§ Directions for this task
If a line in the data contains "body", copy it out.
++++++
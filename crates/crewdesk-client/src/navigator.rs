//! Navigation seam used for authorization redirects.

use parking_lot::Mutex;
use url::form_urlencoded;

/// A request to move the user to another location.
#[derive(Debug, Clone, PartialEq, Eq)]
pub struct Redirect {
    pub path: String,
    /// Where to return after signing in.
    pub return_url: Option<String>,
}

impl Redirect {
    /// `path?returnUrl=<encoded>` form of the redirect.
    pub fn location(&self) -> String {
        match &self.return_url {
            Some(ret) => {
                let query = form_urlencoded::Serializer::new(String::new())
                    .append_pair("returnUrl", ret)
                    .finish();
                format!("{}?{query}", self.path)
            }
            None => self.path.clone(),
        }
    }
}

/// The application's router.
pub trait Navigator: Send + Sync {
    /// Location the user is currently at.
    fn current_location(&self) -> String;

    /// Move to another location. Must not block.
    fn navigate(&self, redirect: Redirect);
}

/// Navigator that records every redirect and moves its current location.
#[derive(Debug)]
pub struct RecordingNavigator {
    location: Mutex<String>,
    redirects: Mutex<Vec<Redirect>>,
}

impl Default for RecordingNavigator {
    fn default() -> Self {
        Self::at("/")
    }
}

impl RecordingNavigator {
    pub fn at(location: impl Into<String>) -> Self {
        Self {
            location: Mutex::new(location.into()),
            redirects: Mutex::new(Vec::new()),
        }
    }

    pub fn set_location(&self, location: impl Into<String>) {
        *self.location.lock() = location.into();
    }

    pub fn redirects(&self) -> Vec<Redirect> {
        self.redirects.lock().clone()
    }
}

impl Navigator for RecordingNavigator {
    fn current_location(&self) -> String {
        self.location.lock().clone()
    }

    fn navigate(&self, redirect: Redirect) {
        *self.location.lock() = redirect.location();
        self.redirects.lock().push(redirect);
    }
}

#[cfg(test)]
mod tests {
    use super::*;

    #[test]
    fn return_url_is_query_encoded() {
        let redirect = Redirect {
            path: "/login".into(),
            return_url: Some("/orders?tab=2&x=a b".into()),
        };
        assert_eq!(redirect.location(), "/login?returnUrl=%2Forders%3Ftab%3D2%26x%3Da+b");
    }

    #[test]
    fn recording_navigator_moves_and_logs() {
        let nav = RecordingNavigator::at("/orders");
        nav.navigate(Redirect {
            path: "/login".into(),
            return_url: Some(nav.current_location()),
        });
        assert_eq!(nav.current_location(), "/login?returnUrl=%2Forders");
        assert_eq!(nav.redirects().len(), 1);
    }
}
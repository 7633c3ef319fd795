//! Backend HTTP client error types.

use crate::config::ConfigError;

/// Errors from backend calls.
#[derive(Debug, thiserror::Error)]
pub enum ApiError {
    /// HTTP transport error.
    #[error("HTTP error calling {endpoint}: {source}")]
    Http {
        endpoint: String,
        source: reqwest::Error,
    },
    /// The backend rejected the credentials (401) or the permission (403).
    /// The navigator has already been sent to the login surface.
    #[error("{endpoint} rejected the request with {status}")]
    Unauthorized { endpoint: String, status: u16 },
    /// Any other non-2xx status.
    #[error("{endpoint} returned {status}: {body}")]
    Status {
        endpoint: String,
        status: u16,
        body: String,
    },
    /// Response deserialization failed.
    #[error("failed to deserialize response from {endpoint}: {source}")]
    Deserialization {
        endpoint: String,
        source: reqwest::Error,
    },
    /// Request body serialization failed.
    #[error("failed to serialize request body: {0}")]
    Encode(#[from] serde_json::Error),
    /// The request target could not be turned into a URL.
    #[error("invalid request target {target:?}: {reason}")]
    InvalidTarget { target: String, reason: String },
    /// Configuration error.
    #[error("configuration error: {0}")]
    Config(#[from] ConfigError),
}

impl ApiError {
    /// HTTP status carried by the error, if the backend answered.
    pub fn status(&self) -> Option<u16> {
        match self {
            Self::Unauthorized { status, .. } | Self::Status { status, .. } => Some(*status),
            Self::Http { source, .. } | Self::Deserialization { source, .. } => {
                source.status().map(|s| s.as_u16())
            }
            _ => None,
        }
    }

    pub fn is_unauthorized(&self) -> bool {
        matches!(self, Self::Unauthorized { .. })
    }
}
++++++
§ Reply
    #[error("{endpoint} returned {status}: {body}")]
        body: String,
    /// Request body serialization failed.
    #[error("failed to serialize request body: {0}")]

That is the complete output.